A 23 de fevereiro, o jornal O MINHO deu nota de que os negócios de vinho verde de Ponta da Barca, região que exporta 1,5 milhões para a Rússia, poderiam desabar devido às sanções direcionadas ao país do leste da Europa. Segundo o órgão de comunicação social, Adega de Ponte da Barca e Arcos de Valdevez estavam apreensivos perante a situação, uma vez que, de acordo com José Oliveira, diretor-geral da entidade, a empresa e a região estão “dependentes das medidas que possam vir a ser adotadas, principalmente de retaliação por parte da Rússia”, alertou o responsável.
Já Manuel Pinheiro, Presidente da Comissão de Viticultura da Região dos Vinhos Verdes, afirma que, de forma geral, não há motivo para alarme. Segundo a mesma fonte, apesar de haver uma preocupação generalizada com “o aumento dos custos dos combustíveis e vários produtos” e o “efeito inflacionista considerável em toda a economia e também no vinho”, a perda dos mercados russo e ucraniano não preocupam a Comissão de Viticultura da Região dos Vinhos Verdes, uma vez que estes representam 2% e 1% das exportações do setor, explicou em declarações ao EuroRegião.

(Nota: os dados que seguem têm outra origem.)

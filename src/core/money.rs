//! Money helpers: full-precision decimal sums, two-decimal presentation.
//!
//! Intermediate sums stay at full precision; rounding happens exactly once,
//! when a value is written as a transaction total or emitted in a report.

use crate::core::error::{GranaryError, Result};
use rust_decimal::{Decimal, RoundingStrategy};
use std::str::FromStr;

/// Round half-up to exactly two fraction digits.
pub fn round2(value: Decimal) -> Decimal {
    let mut rounded = value.round_dp_with_strategy(2, RoundingStrategy::MidpointAwayFromZero);
    rounded.rescale(2);
    rounded
}

/// Authoritative line total for a transaction: `round2(quantity x unit_price)`.
/// Client-supplied totals are never trusted.
pub fn line_total(quantity: i64, unit_price: Decimal) -> Decimal {
    round2(Decimal::from(quantity) * unit_price)
}

/// Parse a decimal column written by granary itself.
pub fn decimal_from_db(raw: &str) -> Result<Decimal> {
    Decimal::from_str(raw)
        .map_err(|e| GranaryError::Validation(format!("corrupt decimal column '{}': {}", raw, e)))
}

/// Round a percentage to one fraction digit for report output.
pub fn round_rate(rate: f64) -> f64 {
    (rate * 10.0).round() / 10.0
}

#[cfg(test)]
mod tests {
    use super::*;

    fn dec(s: &str) -> Decimal {
        Decimal::from_str(s).unwrap()
    }

    #[test]
    fn test_round2_half_up() {
        assert_eq!(round2(dec("2.005")).to_string(), "2.01");
        assert_eq!(round2(dec("2.004")).to_string(), "2.00");
    }

    #[test]
    fn test_round2_pads_to_two_digits() {
        assert_eq!(round2(dec("60")).to_string(), "60.00");
        assert_eq!(round2(dec("1.5")).to_string(), "1.50");
    }

    #[test]
    fn test_line_total() {
        assert_eq!(line_total(50, dec("1.50")).to_string(), "75.00");
        assert_eq!(line_total(120, dec("3.00")).to_string(), "360.00");
        assert_eq!(line_total(3, dec("0.335")).to_string(), "1.01");
    }

    #[test]
    fn test_decimal_from_db_rejects_garbage() {
        assert!(decimal_from_db("not-a-number").is_err());
        assert_eq!(decimal_from_db("12.34").unwrap(), dec("12.34"));
    }

    #[test]
    fn test_round_rate() {
        assert_eq!(round_rate(200.0 / 3.0), 66.7);
        assert_eq!(round_rate(0.0), 0.0);
    }
}
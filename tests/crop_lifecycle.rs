use chrono::{Months, NaiveDate, Utc};
use granary::core::{db, error::GranaryError, store::Store};
use granary::plugins::crops::{self, CropStatus, NewPlan, PlanPatch};
use rust_decimal_macros::dec;
use tempfile::TempDir;

fn test_store() -> (TempDir, Store) {
    let tmp = TempDir::new().expect("tempdir");
    let root = tmp.path().join(".granary").join("data");
    std::fs::create_dir_all(&root).expect("create store root");
    db::initialize_farm_db(&root).expect("init farm db");
    (tmp, Store::new(root))
}

fn date(y: i32, m: u32, d: u32) -> NaiveDate {
    NaiveDate::from_ymd_opt(y, m, d).expect("valid date")
}

fn plan_for(land: &str, planting: NaiveDate, harvest: NaiveDate) -> NewPlan {
    NewPlan {
        land_id: land.to_string(),
        crop_name: "Wheat".to_string(),
        variety: Some("Hard Red".to_string()),
        planting_date: planting,
        expected_harvest_date: harvest,
        expected_yield: dec!(1200),
        notes: None,
    }
}

fn current_season_plan(land: &str) -> NewPlan {
    let today = Utc::now().date_naive();
    plan_for(
        land,
        today.checked_sub_months(Months::new(1)).expect("sub month"),
        today.checked_add_months(Months::new(2)).expect("add months"),
    )
}

#[test]
fn new_plan_starts_planned() {
    let (_tmp, store) = test_store();
    let plan = crops::create_plan(&store, &current_season_plan("LND_1")).expect("create");
    assert_eq!(plan.status, CropStatus::Planned);
    assert!(plan.actual_harvest_date.is_none());
    assert!(plan.actual_yield.is_none());
}

#[test]
fn rejects_harvest_before_planting() {
    let (_tmp, store) = test_store();
    let err = crops::create_plan(
        &store,
        &plan_for("LND_1", date(2024, 3, 1), date(2024, 2, 1)),
    )
    .expect_err("inverted range");
    match err {
        GranaryError::InvalidDateRange {
            planting,
            expected_harvest,
        } => {
            assert_eq!(planting, date(2024, 3, 1));
            assert_eq!(expected_harvest, date(2024, 2, 1));
        }
        other => panic!("expected InvalidDateRange, got {other}"),
    }

    // Equal dates are allowed.
    crops::create_plan(
        &store,
        &plan_for("LND_1", date(2024, 3, 1), date(2024, 3, 1)),
    )
    .expect("same-day window is valid");
}

#[test]
fn lifecycle_planned_growing_harvested() {
    let (_tmp, store) = test_store();
    let plan = crops::create_plan(&store, &current_season_plan("LND_1")).expect("create");

    let growing = crops::mark_growing(&store, &plan.id).expect("grow");
    assert_eq!(growing.status, CropStatus::Growing);

    let harvested = crops::mark_harvested(&store, &plan.id, Some(dec!(1100))).expect("harvest");
    assert_eq!(harvested.status, CropStatus::Harvested);
    assert_eq!(
        harvested.actual_harvest_date,
        Some(Utc::now().date_naive()),
        "harvest stamps today's date"
    );
    assert_eq!(harvested.actual_yield, Some(dec!(1100)));
}

#[test]
fn direct_planned_to_harvested_is_permitted() {
    let (_tmp, store) = test_store();
    let plan = crops::create_plan(&store, &current_season_plan("LND_1")).expect("create");
    let harvested = crops::mark_harvested(&store, &plan.id, None).expect("harvest from planned");
    assert_eq!(harvested.status, CropStatus::Harvested);
    assert!(harvested.actual_yield.is_none());
}

#[test]
fn status_never_moves_backward() {
    let (_tmp, store) = test_store();
    let plan = crops::create_plan(&store, &current_season_plan("LND_1")).expect("create");
    crops::mark_growing(&store, &plan.id).expect("grow");

    let err = crops::mark_growing(&store, &plan.id).expect_err("growing twice");
    assert!(matches!(err, GranaryError::Validation(_)));

    crops::mark_harvested(&store, &plan.id, None).expect("harvest");
    let err = crops::mark_growing(&store, &plan.id).expect_err("grow after harvest");
    assert!(matches!(err, GranaryError::AlreadyHarvested(_)));
}

#[test]
fn second_harvest_is_rejected() {
    let (_tmp, store) = test_store();
    let plan = crops::create_plan(&store, &current_season_plan("LND_1")).expect("create");
    crops::mark_harvested(&store, &plan.id, Some(dec!(900))).expect("first harvest");

    let err = crops::mark_harvested(&store, &plan.id, Some(dec!(950)))
        .expect_err("second harvest must fail");
    assert!(matches!(err, GranaryError::AlreadyHarvested(_)));

    // First harvest's figures stand.
    let plan = crops::get_plan(&store, &plan.id).expect("get");
    assert_eq!(plan.actual_yield, Some(dec!(900)));
}

#[test]
fn harvested_plan_rejects_edits_except_notes() {
    let (_tmp, store) = test_store();
    let plan = crops::create_plan(&store, &current_season_plan("LND_1")).expect("create");
    crops::mark_harvested(&store, &plan.id, None).expect("harvest");

    let patch = PlanPatch {
        crop_name: Some("Barley".to_string()),
        ..Default::default()
    };
    let err = crops::update_plan(&store, &plan.id, &patch).expect_err("closed plan");
    assert!(matches!(err, GranaryError::PlanClosed(_)));

    let patch = PlanPatch {
        notes: Some("final weigh-in recorded".to_string()),
        ..Default::default()
    };
    let updated = crops::update_plan(&store, &plan.id, &patch).expect("notes stay editable");
    assert_eq!(updated.notes.as_deref(), Some("final weigh-in recorded"));
    assert_eq!(updated.crop_name, "Wheat");
}

#[test]
fn update_revalidates_date_range() {
    let (_tmp, store) = test_store();
    let plan = crops::create_plan(
        &store,
        &plan_for("LND_1", date(2026, 3, 1), date(2026, 8, 1)),
    )
    .expect("create");

    // Moving planting past the expected harvest must fail.
    let patch = PlanPatch {
        planting_date: Some(date(2026, 9, 1)),
        ..Default::default()
    };
    let err = crops::update_plan(&store, &plan.id, &patch).expect_err("inverted after patch");
    assert!(matches!(err, GranaryError::InvalidDateRange { .. }));

    // Moving both together is fine.
    let patch = PlanPatch {
        planting_date: Some(date(2026, 4, 1)),
        expected_harvest_date: Some(date(2026, 9, 1)),
        ..Default::default()
    };
    let updated = crops::update_plan(&store, &plan.id, &patch).expect("consistent patch");
    assert_eq!(updated.planting_date, date(2026, 4, 1));
}

#[test]
fn for_land_window_filters_by_interval_intersection() {
    let (_tmp, store) = test_store();
    let today = Utc::now().date_naive();

    let current = crops::create_plan(&store, &current_season_plan("LND_1")).expect("current");
    // Ended well before the window.
    let stale = crops::create_plan(
        &store,
        &plan_for(
            "LND_1",
            today.checked_sub_months(Months::new(18)).expect("sub"),
            today.checked_sub_months(Months::new(12)).expect("sub"),
        ),
    )
    .expect("stale");
    // Same window, different land.
    crops::create_plan(&store, &current_season_plan("LND_2")).expect("other land");

    let visible = crops::list_for_land(&store, "LND_1", crops::DEFAULT_WINDOW_MONTHS)
        .expect("window query");
    let ids: Vec<&str> = visible.iter().map(|p| p.id.as_str()).collect();
    assert!(ids.contains(&current.id.as_str()));
    assert!(!ids.contains(&stale.id.as_str()), "old season excluded");
    assert_eq!(visible.len(), 1);

    // A wider horizon brings the old season back.
    let wide = crops::list_for_land(&store, "LND_1", 24).expect("wide window");
    assert_eq!(wide.len(), 2);
}

#[test]
fn list_plans_filters_by_status() {
    let (_tmp, store) = test_store();
    let a = crops::create_plan(&store, &current_season_plan("LND_1")).expect("a");
    let b = crops::create_plan(&store, &current_season_plan("LND_2")).expect("b");
    crops::mark_harvested(&store, &b.id, None).expect("harvest b");

    let planned = crops::list_plans(&store, Some(CropStatus::Planned)).expect("planned");
    assert_eq!(planned.len(), 1);
    assert_eq!(planned[0].id, a.id);

    let harvested = crops::list_plans(&store, Some(CropStatus::Harvested)).expect("harvested");
    assert_eq!(harvested.len(), 1);
    assert_eq!(harvested[0].id, b.id);

    assert_eq!(crops::list_plans(&store, None).expect("all").len(), 2);
}

#[test]
fn delete_is_unconditional_at_any_status() {
    let (_tmp, store) = test_store();
    let planned = crops::create_plan(&store, &current_season_plan("LND_1")).expect("planned");
    let harvested = crops::create_plan(&store, &current_season_plan("LND_1")).expect("harvested");
    crops::mark_harvested(&store, &harvested.id, None).expect("harvest");

    crops::delete_plan(&store, &planned.id).expect("delete planned");
    crops::delete_plan(&store, &harvested.id).expect("delete harvested");
    assert!(crops::list_plans(&store, None).expect("list").is_empty());

    let err = crops::delete_plan(&store, &planned.id).expect_err("already gone");
    assert!(matches!(err, GranaryError::NotFound(_)));
}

“O vinho verde exporta-se para 104 mercados. Em 2021 (fonte Intrastat) exportamos 78,7 milhões de euros, sendo que a Rússia representa 2% e a Ucrânia menos de 1%. São, portanto, mercados com pouca expressão para o vinho verde”, esclareceu.
De acordo com o presidente da entidade, que cita um relatório do Instituto Nacional de Estatística (INE), o principal mercado do vinho verde português, são os Estados Unidos da América que em 2020 e 2021 gastaram mais de 16 milhões de euros em importações de vinho verde.
A mesma fonte concluiu ainda que, com 1,5 milhões e 751 mil euros, em 2021, a Rússia e a Ucrânia não fazem parte dos principais importadores de vinho verde português.